Before they decide about town hall meetings, running mates, which convicted felon pals to defend or jettison — both men should sign a joint promise to lay off of seeking and trumpeting religion-related endorsements.
Given their experiences so far with religious cheerleaders, McCain and Obama ought to be extra-motivated. The Rev. Jeremiah Wright and the Rev. John Hagee revealed themselves to be such liabilities, it should be cause, not just for renunciation, but for a shared vow to go forth and politically sin no more.
Co-humbled, Obama and McCain could use their dispiriting clergy crises to return evangelizing and faith-based policy making to their rightful place: The pulpits and TV studios of America’s tax-exempt churches, temples, synagogues, mosques and strip mall storefronts.
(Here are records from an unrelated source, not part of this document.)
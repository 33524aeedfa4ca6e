//! Chat domain entities.
//!
//! Stored field names are camelCase (`topImageUrl`, `createdAt`); the
//! document id is merged in on decode and never written as a field.

use chrono::{DateTime, Utc};
use roomfeed_core::{decode_document, Document, Entity, FeedError, Fields, Result};
use serde::{Deserialize, Serialize};
use serde_json::Value;

#[derive(Debug, Clone, PartialEq, Serialize, Deserialize)]
#[serde(rename_all = "camelCase")]
pub struct Room {
    #[serde(skip_serializing)]
    pub id: String,
    pub name: String,
    pub top_image_url: String,
    pub created_at: DateTime<Utc>,
}

impl Entity for Room {
    fn id(&self) -> &str {
        &self.id
    }

    fn from_document(doc: Document) -> Result<Self> {
        decode_document(doc)
    }
}

/// A room that has not been stored yet
#[derive(Debug, Clone, PartialEq, Serialize, Deserialize)]
#[serde(rename_all = "camelCase")]
pub struct NewRoom {
    pub name: String,
    pub top_image_url: String,
    pub created_at: DateTime<Utc>,
}

impl NewRoom {
    /// New room stamped with the current time
    pub fn new(name: impl Into<String>, top_image_url: impl Into<String>) -> Self {
        Self {
            name: name.into(),
            top_image_url: top_image_url.into(),
            created_at: Utc::now(),
        }
    }

    pub fn with_created_at(mut self, created_at: DateTime<Utc>) -> Self {
        self.created_at = created_at;
        self
    }
}

/// A message in a room's `chats` collection. The author's name and icon are
/// copied from their profile at posting time.
#[derive(Debug, Clone, PartialEq, Serialize, Deserialize)]
#[serde(rename_all = "camelCase")]
pub struct Chat {
    #[serde(skip_serializing)]
    pub id: String,
    pub user_id: String,
    pub name: String,
    pub icon_image_url: String,
    pub body: String,
    pub created_at: DateTime<Utc>,
}

impl Chat {
    pub(crate) fn draft(author: &UserProfile, body: impl Into<String>) -> Self {
        Self {
            id: String::new(),
            user_id: author.uid.clone(),
            name: author.name.clone(),
            icon_image_url: author.icon_image_url.clone(),
            body: body.into(),
            created_at: Utc::now(),
        }
    }
}

impl Entity for Chat {
    fn id(&self) -> &str {
        &self.id
    }

    fn from_document(doc: Document) -> Result<Self> {
        decode_document(doc)
    }
}

/// Registered profile, stored at `users/{uid}`
#[derive(Debug, Clone, PartialEq, Serialize, Deserialize)]
#[serde(rename_all = "camelCase")]
pub struct UserProfile {
    #[serde(rename = "id", skip_serializing)]
    pub uid: String,
    pub name: String,
    pub icon_image_url: String,
}

impl Entity for UserProfile {
    fn id(&self) -> &str {
        &self.uid
    }

    fn from_document(doc: Document) -> Result<Self> {
        decode_document(doc)
    }
}

/// Serialize a model into the field map written to the store.
pub(crate) fn to_fields<T: Serialize>(value: &T) -> Result<Fields> {
    match serde_json::to_value(value)? {
        Value::Object(fields) => Ok(fields),
        other => Err(FeedError::InvalidState(format!(
            "expected an object, got {}",
            other
        ))),
    }
}

#[cfg(test)]
mod tests {
    use super::*;

    fn room_doc() -> Document {
        Document::new("tech-room")
            .with_field("name", "Tech")
            .with_field("topImageUrl", "https://example.com/top.png")
            .with_field("createdAt", "2020-05-07T07:43:40Z")
    }

    #[test]
    fn test_room_decodes_from_document() {
        let room = Room::from_document(room_doc()).unwrap();
        assert_eq!(room.id, "tech-room");
        assert_eq!(room.top_image_url, "https://example.com/top.png");
        assert_eq!(room.created_at.to_rfc3339(), "2020-05-07T07:43:40+00:00");
    }

    #[test]
    fn test_room_missing_field_is_decode_error() {
        let mut doc = room_doc();
        doc.fields.remove("topImageUrl");
        let err = Room::from_document(doc).unwrap_err();
        assert!(err.is_protocol_violation());
    }

    #[test]
    fn test_fields_never_carry_the_id() {
        let room = Room::from_document(room_doc()).unwrap();
        let fields = to_fields(&room).unwrap();
        assert!(!fields.contains_key("id"));
        assert_eq!(fields["topImageUrl"], "https://example.com/top.png");
        assert!(fields.contains_key("createdAt"));
    }

    #[test]
    fn test_chat_draft_copies_author() {
        let author = UserProfile {
            uid: "tech-user".into(),
            name: "Tech".into(),
            icon_image_url: "https://example.com/icon.png".into(),
        };
        let chat = Chat::draft(&author, "hello");
        let fields = to_fields(&chat).unwrap();
        assert_eq!(fields["userId"], "tech-user");
        assert_eq!(fields["name"], "Tech");
        assert_eq!(fields["iconImageUrl"], "https://example.com/icon.png");
        assert_eq!(fields["body"], "hello");
    }

    #[test]
    fn test_profile_id_is_uid() {
        let doc = Document::new("tech-user")
            .with_field("name", "Tech")
            .with_field("iconImageUrl", "https://example.com/icon.png");
        let profile = UserProfile::from_document(doc).unwrap();
        assert_eq!(profile.id(), "tech-user");
        assert!(!to_fields(&profile).unwrap().contains_key("id"));
    }
}
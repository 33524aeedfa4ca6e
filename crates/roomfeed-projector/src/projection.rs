use indexmap::IndexMap;
use parking_lot::Mutex;
use roomfeed_core::{ChangeEvent, Entity};
use std::sync::Arc;
use tokio::sync::watch;

/// What a single `apply` did to the store
#[derive(Debug, Clone, Copy, PartialEq, Eq)]
pub enum ApplyOutcome {
    Inserted,
    Replaced,
    Removed,
    /// Duplicate add, or modify/remove of an id the store does not hold
    Ignored,
}

impl ApplyOutcome {
    pub fn changed(&self) -> bool {
        !matches!(self, ApplyOutcome::Ignored)
    }
}

/// Ordered, id-keyed collection folded from change events.
///
/// Order is arrival order of `Added` events; it is never re-sorted.
/// Every operation is idempotent, so replaying a redelivered batch leaves
/// the store as it was.
#[derive(Debug, Clone)]
pub struct ProjectionStore<T: Entity> {
    items: IndexMap<String, T>,
}

impl<T: Entity> Default for ProjectionStore<T> {
    fn default() -> Self {
        Self::new()
    }
}

impl<T: Entity> ProjectionStore<T> {
    pub fn new() -> Self {
        Self {
            items: IndexMap::new(),
        }
    }

    /// Fold events into an empty store.
    pub fn replay<I>(events: I) -> Self
    where
        I: IntoIterator<Item = ChangeEvent<T>>,
    {
        let mut store = Self::new();
        store.apply_all(events);
        store
    }

    pub fn apply(&mut self, event: ChangeEvent<T>) -> ApplyOutcome {
        match event {
            ChangeEvent::Added(item) => {
                if self.items.contains_key(item.id()) {
                    return ApplyOutcome::Ignored;
                }
                self.items.insert(item.id().to_string(), item);
                ApplyOutcome::Inserted
            }
            ChangeEvent::Modified(item) => match self.items.get_mut(item.id()) {
                Some(slot) => {
                    *slot = item;
                    ApplyOutcome::Replaced
                }
                None => ApplyOutcome::Ignored,
            },
            ChangeEvent::Removed(id) => match self.items.shift_remove(&id) {
                Some(_) => ApplyOutcome::Removed,
                None => ApplyOutcome::Ignored,
            },
        }
    }

    /// Apply events in order, returning how many changed the store.
    pub fn apply_all<I>(&mut self, events: I) -> usize
    where
        I: IntoIterator<Item = ChangeEvent<T>>,
    {
        events
            .into_iter()
            .map(|event| self.apply(event))
            .filter(ApplyOutcome::changed)
            .count()
    }

    pub fn clear(&mut self) {
        self.items.clear();
    }

    pub fn snapshot(&self) -> Vec<T> {
        self.items.values().cloned().collect()
    }

    pub fn get(&self, id: &str) -> Option<&T> {
        self.items.get(id)
    }

    pub fn contains(&self, id: &str) -> bool {
        self.items.contains_key(id)
    }

    pub fn iter(&self) -> impl Iterator<Item = &T> {
        self.items.values()
    }

    pub fn len(&self) -> usize {
        self.items.len()
    }

    pub fn is_empty(&self) -> bool {
        self.items.is_empty()
    }
}

struct Shared<T: Entity> {
    store: Mutex<ProjectionStore<T>>,
    version: watch::Sender<u64>,
}

/// Shared handle to a projection.
///
/// Consumers read through it and may clear it; events are applied only by
/// the subscription feeding it. Each applied batch and each clear bumps
/// `version`.
pub struct Projection<T: Entity> {
    shared: Arc<Shared<T>>,
}

impl<T: Entity> Clone for Projection<T> {
    fn clone(&self) -> Self {
        Self {
            shared: Arc::clone(&self.shared),
        }
    }
}

impl<T: Entity> Default for Projection<T> {
    fn default() -> Self {
        Self::new()
    }
}

impl<T: Entity> Projection<T> {
    pub fn new() -> Self {
        let (version, _) = watch::channel(0);
        Self {
            shared: Arc::new(Shared {
                store: Mutex::new(ProjectionStore::new()),
                version,
            }),
        }
    }

    /// Current contents, in projection order
    pub fn snapshot(&self) -> Vec<T> {
        self.shared.store.lock().snapshot()
    }

    pub fn get(&self, id: &str) -> Option<T> {
        self.shared.store.lock().get(id).cloned()
    }

    pub fn len(&self) -> usize {
        self.shared.store.lock().len()
    }

    pub fn is_empty(&self) -> bool {
        self.shared.store.lock().is_empty()
    }

    pub fn clear(&self) {
        self.shared.store.lock().clear();
        self.shared.version.send_modify(|v| *v += 1);
    }

    pub fn version(&self) -> u64 {
        *self.shared.version.borrow()
    }

    /// Wait until the version moves past `since`, returning the new version.
    pub async fn changed(&self, since: u64) -> u64 {
        let mut rx = self.shared.version.subscribe();
        let result = rx.wait_for(|v| *v > since).await.map(|v| *v);
        match result {
            Ok(v) => v,
            // The sender lives as long as `self`
            Err(_) => self.version(),
        }
    }

    /// Apply one batch under a single lock so readers never see half of it.
    pub(crate) fn apply_batch(&self, events: Vec<ChangeEvent<T>>) -> usize {
        let changed = self.shared.store.lock().apply_all(events);
        self.shared.version.send_modify(|v| *v += 1);
        changed
    }
}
Those who are tempted, like McCain, to draw huge distinctions between Obama’s America-be-damned Wright and McCain’s God-planned-the-Holocaust Hagee, ought to think twice. In some ways, in fact, McCain’s calculated but brief alliance with Hagee was more unseemly than Obama’s long, disintegrating relationship with Wright.
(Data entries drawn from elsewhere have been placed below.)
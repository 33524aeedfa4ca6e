use crate::error::{FeedError, Result};
use serde::{Deserialize, Serialize};
use std::fmt;

/// Slash-separated path to a collection, e.g. `rooms` or `rooms/r1/chats`.
///
/// Segments alternate collection / document / collection, so a valid path
/// always has an odd number of segments.
#[derive(Debug, Clone, PartialEq, Eq, Hash, PartialOrd, Ord)]
pub struct CollectionPath {
    segments: Vec<String>,
}

impl CollectionPath {
    /// Top-level collection
    pub fn new(name: impl Into<String>) -> Self {
        Self {
            segments: vec![name.into()],
        }
    }

    pub fn parse(path: &str) -> Result<Self> {
        let segments: Vec<String> = path
            .trim_matches('/')
            .split('/')
            .map(str::to_string)
            .collect();

        if segments.iter().any(|s| s.is_empty()) {
            return Err(FeedError::Config(format!(
                "collection path '{}' has an empty segment",
                path
            )));
        }
        if segments.len() % 2 == 0 {
            return Err(FeedError::Config(format!(
                "'{}' names a document, not a collection",
                path
            )));
        }

        Ok(Self { segments })
    }

    /// Sub-collection under one of this collection's documents
    pub fn child(&self, doc_id: impl Into<String>, collection: impl Into<String>) -> Self {
        let mut segments = self.segments.clone();
        segments.push(doc_id.into());
        segments.push(collection.into());
        Self { segments }
    }

    /// Name of the innermost collection
    pub fn name(&self) -> &str {
        self.segments.last().map(String::as_str).unwrap_or_default()
    }

    /// Parent collection and document id for a sub-collection
    pub fn parent(&self) -> Option<(CollectionPath, &str)> {
        if self.segments.len() < 3 {
            return None;
        }
        let n = self.segments.len();
        let parent = CollectionPath {
            segments: self.segments[..n - 2].to_vec(),
        };
        Some((parent, self.segments[n - 2].as_str()))
    }

    pub fn segments(&self) -> &[String] {
        &self.segments
    }
}

impl fmt::Display for CollectionPath {
    fn fmt(&self, f: &mut fmt::Formatter<'_>) -> fmt::Result {
        f.write_str(&self.segments.join("/"))
    }
}

#[derive(Debug, Clone, Copy, PartialEq, Eq, Hash, Serialize, Deserialize)]
pub enum Direction {
    #[serde(rename = "asc")]
    Ascending,
    #[serde(rename = "desc")]
    Descending,
}

impl fmt::Display for Direction {
    fn fmt(&self, f: &mut fmt::Formatter<'_>) -> fmt::Result {
        match self {
            Direction::Ascending => f.write_str("asc"),
            Direction::Descending => f.write_str("desc"),
        }
    }
}

#[derive(Debug, Clone, PartialEq, Eq, Hash)]
pub struct OrderBy {
    pub field: String,
    pub direction: Direction,
}

/// A watched query: collection plus optional ordering clause
#[derive(Debug, Clone, PartialEq, Eq, Hash)]
pub struct Query {
    pub collection: CollectionPath,
    pub order_by: Option<OrderBy>,
}

impl Query {
    pub fn collection(collection: CollectionPath) -> Self {
        Self {
            collection,
            order_by: None,
        }
    }

    pub fn order_by(mut self, field: impl Into<String>, direction: Direction) -> Self {
        self.order_by = Some(OrderBy {
            field: field.into(),
            direction,
        });
        self
    }

    /// Logical scope key; at most one live subscription per scope
    pub fn scope(&self) -> String {
        match &self.order_by {
            Some(order) => format!("{} by {} {}", self.collection, order.field, order.direction),
            None => self.collection.to_string(),
        }
    }
}
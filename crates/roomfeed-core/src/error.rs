use std::io;
use thiserror::Error;

#[derive(Error, Debug)]
pub enum FeedError {
    #[error("Protocol violation: {0}")]
    ProtocolViolation(String),

    #[error("Decode error: {0}")]
    Decode(String),

    #[error("Write rejected on {collection}: {reason}")]
    WriteRejected { collection: String, reason: String },

    #[error("Permission denied: {0}")]
    PermissionDenied(String),

    #[error("Not authenticated")]
    Unauthenticated,

    #[error("Not found: {0}")]
    NotFound(String),

    #[error("Subscription failed: {0}")]
    SubscriptionFailed(String),

    #[error("Scope already has an active subscription: {0}")]
    AlreadySubscribed(String),

    #[error("Unknown subscription: {0}")]
    UnknownSubscription(u64),

    #[error("Subscription on {0} did not become ready in time")]
    ReadyTimeout(String),

    #[error("Invalid state: {0}")]
    InvalidState(String),

    #[error("Configuration error: {0}")]
    Config(String),

    #[error("Serialization error: {0}")]
    Serialization(#[from] serde_json::Error),

    #[error("IO error: {0}")]
    Io(#[from] io::Error),

    #[error("Other error: {0}")]
    Other(#[from] anyhow::Error),
}

impl FeedError {
    pub fn write_rejected(collection: impl Into<String>, reason: impl Into<String>) -> Self {
        Self::WriteRejected {
            collection: collection.into(),
            reason: reason.into(),
        }
    }

    /// The change source broke its contract (unknown kind, undecodable payload).
    pub fn is_protocol_violation(&self) -> bool {
        matches!(self, Self::ProtocolViolation(_) | Self::Decode(_))
    }

    /// The store refused a write on validation grounds.
    pub fn is_write_rejection(&self) -> bool {
        matches!(self, Self::WriteRejected { .. })
    }

    /// The caller was not allowed to read or write at all.
    pub fn is_access_error(&self) -> bool {
        matches!(self, Self::PermissionDenied(_) | Self::Unauthenticated)
    }
}

pub type Result<T> = std::result::Result<T, FeedError>;

#[cfg(test)]
mod tests {
    use super::*;

    #[test]
    fn test_classification() {
        assert!(FeedError::ProtocolViolation("bogus".into()).is_protocol_violation());
        assert!(FeedError::Decode("missing name".into()).is_protocol_violation());
        assert!(FeedError::write_rejected("rooms", "empty name").is_write_rejection());
        assert!(FeedError::PermissionDenied("rooms".into()).is_access_error());
        assert!(FeedError::Unauthenticated.is_access_error());

        let rejected = FeedError::write_rejected("rooms", "empty name");
        assert!(!rejected.is_protocol_violation());
        assert!(!rejected.is_access_error());
    }

    #[test]
    fn test_display() {
        let err = FeedError::write_rejected("rooms/r1/chats", "body must not be empty");
        assert_eq!(
            err.to_string(),
            "Write rejected on rooms/r1/chats: body must not be empty"
        );
    }
}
Sermon snippets and his National Press Club meltdown notwithstanding, Wright of southside Chicago modeled a lot of Christian charity and forgiveness over the decades as Obama’s family and thousands of others found a home in his Trinity United Church of Christ. But as Wright became increasingly angry, conspiracy-minded and ego-focused, Obama had to let go of an old friend.
The Hagee-McCain merger, on the other hand, was about as faith-fueled as the money changers Jesus chased from the temple. For the Republican presidential candidate, the Hagee endorsement was, as Don Corleone put it, “not personal, it’s business.” Political business.
National religion reporter Bruce Wilson — whose Talk To Action Web site almost single-handedly outed Hagee’s long-held bizzaro theories — has chronicled McCain’s uneasy embrace of the leader of Cornerstone Church in San Antonio, Texas.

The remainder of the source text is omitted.